● **AIM OF THE EXERCISE**: Scan the material for the word "contributed", and copy each line where it shows up.

● **SUPPLIED ENTRIES**:

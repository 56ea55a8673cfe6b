use std::io::{self, Write};
use std::path::Path;

use anyhow::{Context, Result};
use chrono::Local;
use clap::Parser;
use tracing_subscriber::EnvFilter;

use sp_cli::commands::{export, focus, plan, pomodoro, progress, resources, user};
use sp_cli::context::SessionContext;
use sp_cli::{
    BlockAction, Cli, Commands, Config, ExportAction, FocusAction, PlanAction, PomodoroAction,
    ProgressAction, UserAction,
};

/// Load config and open database, ensuring the parent directory exists.
fn open_database(config_path: Option<&Path>) -> Result<(sp_db::Database, Config)> {
    let config = Config::load_from(config_path).context("failed to load configuration")?;
    tracing::debug!(?config, "loaded configuration");

    if let Some(parent) = config.database_path.parent() {
        std::fs::create_dir_all(parent).context("failed to create database directory")?;
    }

    let db = sp_db::Database::open(&config.database_path).context("failed to open database")?;
    Ok((db, config))
}

/// Opens the database and authenticates the `--user`/`--password` pair.
fn login(cli: &Cli) -> Result<SessionContext> {
    let (db, config) = open_database(cli.config.as_deref())?;
    SessionContext::login(
        db,
        cli.user.as_deref(),
        cli.password.as_deref(),
        Local::now().date_naive(),
        config.data_dir,
    )
}

fn main() -> Result<()> {
    let cli = Cli::parse();

    // Initialize tracing with verbose flag support
    let filter = if cli.verbose {
        EnvFilter::new("debug")
    } else {
        EnvFilter::from_default_env()
    };
    // Use try_init to avoid panic if tracing is already initialized (e.g., in tests)
    let _ = tracing_subscriber::fmt()
        .with_env_filter(filter)
        .with_writer(io::stderr)
        .try_init();

    let stdout = io::stdout();
    let mut out = stdout.lock();

    match &cli.command {
        Some(Commands::User(UserAction::Register {
            username,
            new_password,
        })) => {
            let (mut db, _config) = open_database(cli.config.as_deref())?;
            user::register(&mut out, &mut db, username, new_password)?;
        }
        Some(Commands::User(UserAction::Login)) => {
            let ctx = login(&cli)?;
            user::login(&mut out, &ctx)?;
        }
        Some(Commands::Plan(action)) => {
            let mut ctx = login(&cli)?;
            match action {
                PlanAction::Generate(args) => plan::generate(&mut out, &mut ctx, args)?,
                PlanAction::Show { deadline, json } => {
                    plan::show(&mut out, &ctx, *deadline, *json)?;
                }
            }
        }
        Some(Commands::Progress(action)) => {
            let mut ctx = login(&cli)?;
            match action {
                ProgressAction::Record {
                    subject,
                    hours,
                    date,
                } => progress::record(&mut out, &mut ctx, subject, *hours, *date)?,
                ProgressAction::History { limit, json } => {
                    progress::history(&mut out, &ctx, *limit, *json)?;
                }
                ProgressAction::Today { date, json } => {
                    progress::today(&mut out, &ctx, *date, *json)?;
                }
            }
        }
        Some(Commands::Focus(action)) => {
            let ctx = login(&cli)?;
            match action {
                FocusAction::Log(args) => focus::log(&mut out, &ctx, args)?,
                FocusAction::Stats => focus::stats(&mut out, &ctx)?,
                FocusAction::Block(BlockAction::Add { site }) => {
                    focus::block_add(&mut out, &ctx, site)?;
                }
                FocusAction::Block(BlockAction::Remove { site }) => {
                    focus::block_remove(&mut out, &ctx, site)?;
                }
                FocusAction::Block(BlockAction::List) => focus::block_list(&mut out, &ctx)?,
            }
        }
        Some(Commands::Pomodoro(action)) => {
            let ctx = login(&cli)?;
            match action {
                PomodoroAction::Log(args) => pomodoro::log(&mut out, &ctx, args)?,
                PomodoroAction::Stats => pomodoro::stats(&mut out, &ctx)?,
            }
        }
        Some(Commands::Resources { seed }) => {
            let ctx = login(&cli)?;
            resources::run(&mut out, &ctx, *seed)?;
        }
        Some(Commands::Export(action)) => {
            let ctx = login(&cli)?;
            match action {
                ExportAction::Csv => export::csv(&mut out, &ctx)?,
                ExportAction::Report { deadline, seed } => {
                    export::report(&mut out, &ctx, *deadline, *seed)?;
                }
            }
        }
        None => {
            // No subcommand, show help
            use clap::CommandFactory;
            Cli::command().print_help()?;
            println!();
        }
    }

    out.flush()?;
    Ok(())
}
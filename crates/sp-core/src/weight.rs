//! Subject weighting.
//!
//! A subject's weight is the product of a priority multiplier and a
//! difficulty multiplier. Both tables are strictly positive, so every weight
//! is strictly positive.

use crate::{Difficulty, Priority};

/// Multiplier contributed by priority.
pub const fn priority_weight(priority: Priority) -> f64 {
    match priority {
        Priority::Low => 1.0,
        Priority::Medium => 2.0,
        Priority::High => 3.0,
    }
}

/// Multiplier contributed by difficulty.
pub const fn difficulty_weight(difficulty: Difficulty) -> f64 {
    match difficulty {
        Difficulty::Easy => 0.8,
        Difficulty::Medium => 1.2,
        Difficulty::Hard => 1.5,
    }
}

/// Weight used to split the daily budget between subjects.
pub fn weight(priority: Priority, difficulty: Difficulty) -> f64 {
    priority_weight(priority) * difficulty_weight(difficulty)
}
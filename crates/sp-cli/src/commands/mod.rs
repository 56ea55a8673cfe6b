//! CLI subcommand implementations.

pub mod export;
pub mod focus;
pub mod plan;
pub mod pomodoro;
pub mod progress;
pub mod resources;
pub mod user;
pub mod util;
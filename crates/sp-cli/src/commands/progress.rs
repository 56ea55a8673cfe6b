//! Progress recording and history.

use std::io::Write;

use anyhow::{Context, Result};
use chrono::{Duration, NaiveDate};
use serde::Serialize;
use sp_core::Plan;
use sp_db::{Consistency, ProgressRecord, study_consistency};

use super::util::{format_hours, truncate};
use crate::context::SessionContext;

/// Days considered when measuring study consistency.
pub const CONSISTENCY_WINDOW_DAYS: u32 = 30;

#[derive(Debug, Serialize)]
struct JsonHistory<'a> {
    records: &'a [ProgressRecord],
    consistency: Consistency,
    window_days: u32,
}

/// One subject's studied hours on a day, against its planned daily hours.
#[derive(Debug, Clone, PartialEq, Serialize)]
pub struct SubjectProgress {
    pub subject: String,
    /// `None` when the subject is not in the plan.
    pub planned_hours: Option<f64>,
    pub studied_hours: f64,
    /// Share of the planned hours studied, capped at 100.
    pub percent: Option<u8>,
}

#[derive(Debug, Serialize)]
struct JsonDay<'a> {
    date: NaiveDate,
    subjects: &'a [SubjectProgress],
}

/// Percent of `planned` covered by `studied`, truncated and capped at 100.
#[allow(
    clippy::cast_possible_truncation,
    clippy::cast_sign_loss,
    reason = "the value is clamped to 0..=100 before the cast"
)]
pub fn completion_percent(studied: f64, planned: f64) -> u8 {
    if planned <= 0.0 {
        return 0;
    }
    (studied / planned * 100.0).floor().clamp(0.0, 100.0) as u8
}

/// Compares the hours recorded on `date` with the plan.
///
/// Planned subjects come first, in plan order, even if nothing was studied.
/// Subjects studied without a plan entry follow, sorted by name.
pub fn daily_progress(
    plan: &Plan,
    records: &[ProgressRecord],
    date: NaiveDate,
) -> Vec<SubjectProgress> {
    let studied = |subject: &str| -> f64 {
        records
            .iter()
            .filter(|r| r.date == date && r.subject.to_lowercase() == subject.to_lowercase())
            .map(|r| r.hours_studied)
            .sum()
    };

    let mut rows: Vec<SubjectProgress> = plan
        .entries
        .iter()
        .map(|entry| {
            let studied_hours = studied(&entry.subject);
            SubjectProgress {
                subject: entry.subject.clone(),
                planned_hours: Some(entry.hours),
                studied_hours,
                percent: Some(completion_percent(studied_hours, entry.hours)),
            }
        })
        .collect();

    let mut unplanned: Vec<&str> = records
        .iter()
        .filter(|r| r.date == date)
        .map(|r| r.subject.as_str())
        .filter(|subject| {
            !plan
                .entries
                .iter()
                .any(|e| e.subject.to_lowercase() == subject.to_lowercase())
        })
        .collect();
    unplanned.sort_unstable();
    unplanned.dedup_by(|a, b| a.to_lowercase() == b.to_lowercase());

    rows.extend(unplanned.into_iter().map(|subject| SubjectProgress {
        subject: subject.to_string(),
        planned_hours: None,
        studied_hours: studied(subject),
        percent: None,
    }));
    rows
}

/// Records hours studied for one subject, on `date` or today.
pub fn record<W: Write>(
    writer: &mut W,
    ctx: &mut SessionContext,
    subject: &str,
    hours: f64,
    date: Option<NaiveDate>,
) -> Result<()> {
    let date = date.unwrap_or(ctx.today);
    ctx.db
        .record_progress(ctx.user.id, date, &[(subject.to_string(), hours)])
        .context("failed to record progress")?;
    writeln!(
        writer,
        "Recorded {}h of {} on {date}",
        format_hours(hours),
        subject.trim()
    )?;
    Ok(())
}

/// Consistency over the window ending today.
fn recent_consistency(ctx: &SessionContext) -> Result<Consistency> {
    let window_start = ctx.today - Duration::days(i64::from(CONSISTENCY_WINDOW_DAYS));
    let recent: Vec<ProgressRecord> = ctx
        .db
        .list_progress(ctx.user.id, usize::MAX)
        .context("failed to load progress")?
        .into_iter()
        .filter(|record| record.date > window_start && record.date <= ctx.today)
        .collect();
    Ok(study_consistency(&recent, CONSISTENCY_WINDOW_DAYS))
}

/// Shows the most recent records and how consistently the user studied.
pub fn history<W: Write>(
    writer: &mut W,
    ctx: &SessionContext,
    limit: usize,
    json: bool,
) -> Result<()> {
    let records = ctx
        .db
        .list_progress(ctx.user.id, limit)
        .context("failed to load progress")?;
    let consistency = recent_consistency(ctx)?;

    if json {
        let output = JsonHistory {
            records: &records,
            consistency,
            window_days: CONSISTENCY_WINDOW_DAYS,
        };
        writeln!(writer, "{}", serde_json::to_string_pretty(&output)?)?;
        return Ok(());
    }

    if records.is_empty() {
        writeln!(writer, "No progress recorded yet.")?;
        return Ok(());
    }

    writeln!(writer, "{:<10}  {:<24}  {:>5}", "Date", "Subject", "Hours")?;
    writeln!(writer, "──────────  ────────────────────────  ─────")?;
    for record in &records {
        writeln!(
            writer,
            "{:<10}  {:<24}  {:>5}",
            record.date.to_string(),
            truncate(&record.subject, 24),
            format_hours(record.hours_studied)
        )?;
    }
    writeln!(writer)?;
    writeln!(
        writer,
        "Studied on {} of the last {CONSISTENCY_WINDOW_DAYS} days ({:.0}%)",
        consistency.study_days, consistency.percent
    )?;
    Ok(())
}

/// Shows studied against planned hours per subject for `date` or today.
pub fn today<W: Write>(
    writer: &mut W,
    ctx: &SessionContext,
    date: Option<NaiveDate>,
    json: bool,
) -> Result<()> {
    let date = date.unwrap_or(ctx.today);
    let plan = ctx
        .db
        .load_plan(ctx.user.id)
        .context("failed to load plan")?
        .unwrap_or_default();
    let records = ctx
        .db
        .list_progress(ctx.user.id, usize::MAX)
        .context("failed to load progress")?;
    let rows = daily_progress(&plan, &records, date);

    if json {
        let output = JsonDay {
            date,
            subjects: &rows,
        };
        writeln!(writer, "{}", serde_json::to_string_pretty(&output)?)?;
        return Ok(());
    }

    if rows.is_empty() {
        writeln!(writer, "Nothing planned or recorded for {date}.")?;
        return Ok(());
    }

    writeln!(writer, "Progress for {date}")?;
    writeln!(writer)?;
    writeln!(
        writer,
        "{:<20}  {:>7}  {:>7}  {:>4}",
        "Subject", "Planned", "Studied", "Done"
    )?;
    writeln!(writer, "────────────────────  ───────  ───────  ────")?;
    for row in &rows {
        let planned = row.planned_hours.map_or_else(|| "-".to_string(), format_hours);
        let percent = row.percent.map_or_else(|| "-".to_string(), |p| format!("{p}%"));
        writeln!(
            writer,
            "{:<20}  {:>7}  {:>7}  {:>4}",
            truncate(&row.subject, 20),
            planned,
            format_hours(row.studied_hours),
            percent
        )?;
    }
    Ok(())
}
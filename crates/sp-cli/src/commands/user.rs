//! Account registration and credential checks.

use std::io::Write;

use anyhow::{Context, Result};
use sp_db::Database;

use crate::context::SessionContext;

/// Registers a new account and prints its id.
pub fn register<W: Write>(
    writer: &mut W,
    db: &mut Database,
    username: &str,
    password: &str,
) -> Result<()> {
    let id = db
        .create_user(username, password)
        .with_context(|| format!("failed to register {username}"))?;
    writeln!(writer, "Registered {} (id {id})", username.trim())?;
    Ok(())
}

/// Confirms that the session's credentials were accepted.
pub fn login<W: Write>(writer: &mut W, ctx: &SessionContext) -> Result<()> {
    writeln!(writer, "Logged in as {}", ctx.user.username)?;
    Ok(())
}
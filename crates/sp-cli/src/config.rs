//! Configuration loading and management.

use std::fmt;
use std::path::{Path, PathBuf};

use figment::Figment;
use figment::providers::{Env, Format, Serialized, Toml};
use serde::{Deserialize, Serialize};

/// Application configuration.
#[derive(Clone, Serialize, Deserialize)]
pub struct Config {
    /// Path to the database file.
    pub database_path: PathBuf,

    /// Directory holding the focus and pomodoro session logs.
    pub data_dir: PathBuf,
}

impl fmt::Debug for Config {
    fn fmt(&self, f: &mut fmt::Formatter<'_>) -> fmt::Result {
        f.debug_struct("Config")
            .field("database_path", &self.database_path)
            .field("data_dir", &self.data_dir)
            .finish()
    }
}

impl Default for Config {
    fn default() -> Self {
        let data_dir = dirs_data_path().unwrap_or_else(|| PathBuf::from("."));
        Self {
            database_path: data_dir.join("sp.db"),
            data_dir,
        }
    }
}

impl Config {
    /// Loads configuration, optionally from a specific file.
    ///
    /// Later sources override earlier ones: defaults, the user config file,
    /// `config_path`, then `SP_*` environment variables.
    #[expect(
        clippy::result_large_err,
        reason = "figment::Error is large but only returned at startup"
    )]
    pub fn load_from(config_path: Option<&Path>) -> Result<Self, figment::Error> {
        let mut figment = Figment::from(Serialized::defaults(Self::default()));

        if let Some(config_dir) = dirs_config_path() {
            figment = figment.merge(Toml::file(config_dir.join("config.toml")));
        }

        if let Some(path) = config_path {
            figment = figment.merge(Toml::file(path));
        }

        // SP_USER and SP_PASSWORD belong to the CLI, not the config.
        figment = figment.merge(Env::prefixed("SP_").only(&["database_path", "data_dir"]));

        figment.extract()
    }
}

/// Returns the platform-specific config directory for sp.
fn dirs_config_path() -> Option<PathBuf> {
    dirs::config_dir().map(|p| p.join("sp"))
}

/// Returns the platform-specific data directory for sp.
///
/// On Linux: `~/.local/share/sp`
pub fn dirs_data_path() -> Option<PathBuf> {
    dirs::data_dir().map(|p| p.join("sp"))
}
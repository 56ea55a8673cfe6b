//! Plan exports: a weekly CSV schedule and a plain-text study report.

use std::io::Write;

use anyhow::{Context, Result, bail};
use chrono::NaiveDate;
use sp_core::{Plan, WEEKDAYS, refresh_schedules};

use super::focus::{FOCUS_LOG, FocusSession, focus_stats, write_focus_stats};
use super::plan::write_plan;
use super::resources::{recommend_for_plan, write_recommendations};
use super::util::{format_hours, weekday_name};
use crate::context::SessionContext;

/// Quotes a CSV field when it contains a separator, quote or newline.
fn csv_field(value: &str) -> String {
    if value.contains([',', '"', '\n']) {
        format!("\"{}\"", value.replace('"', "\"\""))
    } else {
        value.to_string()
    }
}

/// Writes the weekly schedule: one row per weekday, Monday first.
pub fn write_weekly_csv<W: Write>(writer: &mut W, plan: &Plan) -> Result<()> {
    writeln!(writer, "Day,Subjects")?;
    for day in WEEKDAYS {
        let subjects: Vec<String> = plan
            .entries
            .iter()
            .filter(|entry| entry.study_days.contains(&day))
            .map(|entry| format!("{} ({}h)", entry.subject, format_hours(entry.hours)))
            .collect();
        let cell = if subjects.is_empty() {
            "Rest day".to_string()
        } else {
            subjects.join("; ")
        };
        writeln!(writer, "{},{}", weekday_name(day), csv_field(&cell))?;
    }
    Ok(())
}

pub fn csv<W: Write>(writer: &mut W, ctx: &SessionContext) -> Result<()> {
    let plan = ctx
        .db
        .load_plan(ctx.user.id)
        .context("failed to load plan")?
        .unwrap_or_default();
    write_weekly_csv(writer, &plan)
}

/// Writes the full study report for the stored plan.
pub fn report<W: Write>(
    writer: &mut W,
    ctx: &SessionContext,
    deadline: NaiveDate,
    seed: Option<u64>,
) -> Result<()> {
    if deadline <= ctx.today {
        bail!("deadline {deadline} must be after today ({})", ctx.today);
    }
    let Some(mut plan) = ctx
        .db
        .load_plan(ctx.user.id)
        .context("failed to load plan")?
    else {
        bail!("no plan to report; run 'sp plan generate' first");
    };
    refresh_schedules(&mut plan, deadline, ctx.today);

    writeln!(writer, "STUDY PLAN REPORT")?;
    writeln!(writer)?;
    writeln!(writer, "Student:        {}", ctx.user.username)?;
    writeln!(writer, "Generated on:   {}", ctx.today.format("%B %d, %Y"))?;
    writeln!(writer, "Deadline:       {}", deadline.format("%B %d, %Y"))?;
    writeln!(
        writer,
        "Days remaining: {}",
        (deadline - ctx.today).num_days()
    )?;
    writeln!(writer)?;

    writeln!(writer, "DAILY STUDY PLAN")?;
    writeln!(writer)?;
    write_plan(writer, &plan)?;

    writeln!(writer, "RECOMMENDED RESOURCES")?;
    writeln!(writer)?;
    write_recommendations(writer, &recommend_for_plan(&plan, seed))?;

    let sessions: Vec<FocusSession> = ctx.journal().read_all(FOCUS_LOG)?;
    if let Some(stats) = focus_stats(&sessions) {
        writeln!(writer)?;
        writeln!(writer, "FOCUS ANALYTICS")?;
        writeln!(writer)?;
        write_focus_stats(writer, &stats)?;
    }
    Ok(())
}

● **RESULT BELOW**:
/// Multiplier contributed by priority.
/// Multiplier contributed by difficulty.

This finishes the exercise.